> _TASK OBJECTIVE_
Which lines of the material contain the word "None"? Show each one.
DATA RECORDS Start Marker
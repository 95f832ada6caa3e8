// Configuration types module
// Defines all configuration-related data structures

use serde::{Deserialize, Serialize};
use std::path::PathBuf;

/// Main configuration structure
#[derive(Debug, Deserialize, Serialize, Clone)]
pub struct Config {
    pub server: ServerConfig,
    pub logging: LoggingConfig,
    pub performance: PerformanceConfig,
    pub http: HttpConfig,
}

/// Server configuration
#[derive(Debug, Deserialize, Serialize, Clone)]
pub struct ServerConfig {
    pub host: String,
    pub port: u16,
    /// Directory whose contents are served
    pub root: PathBuf,
    pub workers: Option<usize>,
}

/// Logging configuration
#[derive(Debug, Deserialize, Serialize, Clone)]
pub struct LoggingConfig {
    /// Minimum level written: error, warn, info or debug
    pub level: String,
    pub access_log: bool,
    /// Access log format (combined, common, json, or custom pattern)
    #[serde(default = "default_access_log_format")]
    pub access_log_format: String,
    /// Access log file path (optional, stdout if not set)
    #[serde(default)]
    pub access_log_file: Option<String>,
    /// Error log file path (optional, stderr if not set)
    #[serde(default)]
    pub error_log_file: Option<String>,
}

#[allow(clippy::missing_const_for_fn)]
fn default_access_log_format() -> String {
    "common".to_string()
}

/// Performance configuration, all durations in seconds
#[derive(Debug, Deserialize, Serialize, Clone)]
pub struct PerformanceConfig {
    /// Idle time after which a connection is shut down
    pub keep_alive_timeout: u64,
    /// Time allowed for a client to deliver a complete request head
    pub header_read_timeout: u64,
    /// How long in-flight connections may run after a shutdown signal
    pub shutdown_grace_period: u64,
    pub max_connections: Option<u64>,
}

/// HTTP configuration
#[derive(Debug, Deserialize, Serialize, Clone)]
pub struct HttpConfig {
    pub server_name: String,
    /// Files looked up, in order, when a directory is requested
    pub index_files: Vec<String>,
    /// Chunk size used when streaming file bodies
    pub read_buffer_size: usize,
}

impl Default for Config {
    fn default() -> Self {
        Self {
            server: ServerConfig {
                host: super::DEFAULT_HOST.to_string(),
                port: super::DEFAULT_PORT,
                root: PathBuf::from("."),
                workers: None,
            },
            logging: LoggingConfig {
                level: "info".to_string(),
                access_log: true,
                access_log_format: default_access_log_format(),
                access_log_file: None,
                error_log_file: None,
            },
            performance: PerformanceConfig {
                keep_alive_timeout: 30,
                header_read_timeout: 10,
                shutdown_grace_period: 5,
                max_connections: None,
            },
            http: HttpConfig {
                server_name: super::default_server_name(),
                index_files: vec!["index.html".to_string(), "index.htm".to_string()],
                read_buffer_size: 64 * 1024,
            },
        }
    }
}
DATA RECORDS End Marker
> _TASK RESULT_
                workers: None,
                access_log_file: None,
                error_log_file: None,
                max_connections: None,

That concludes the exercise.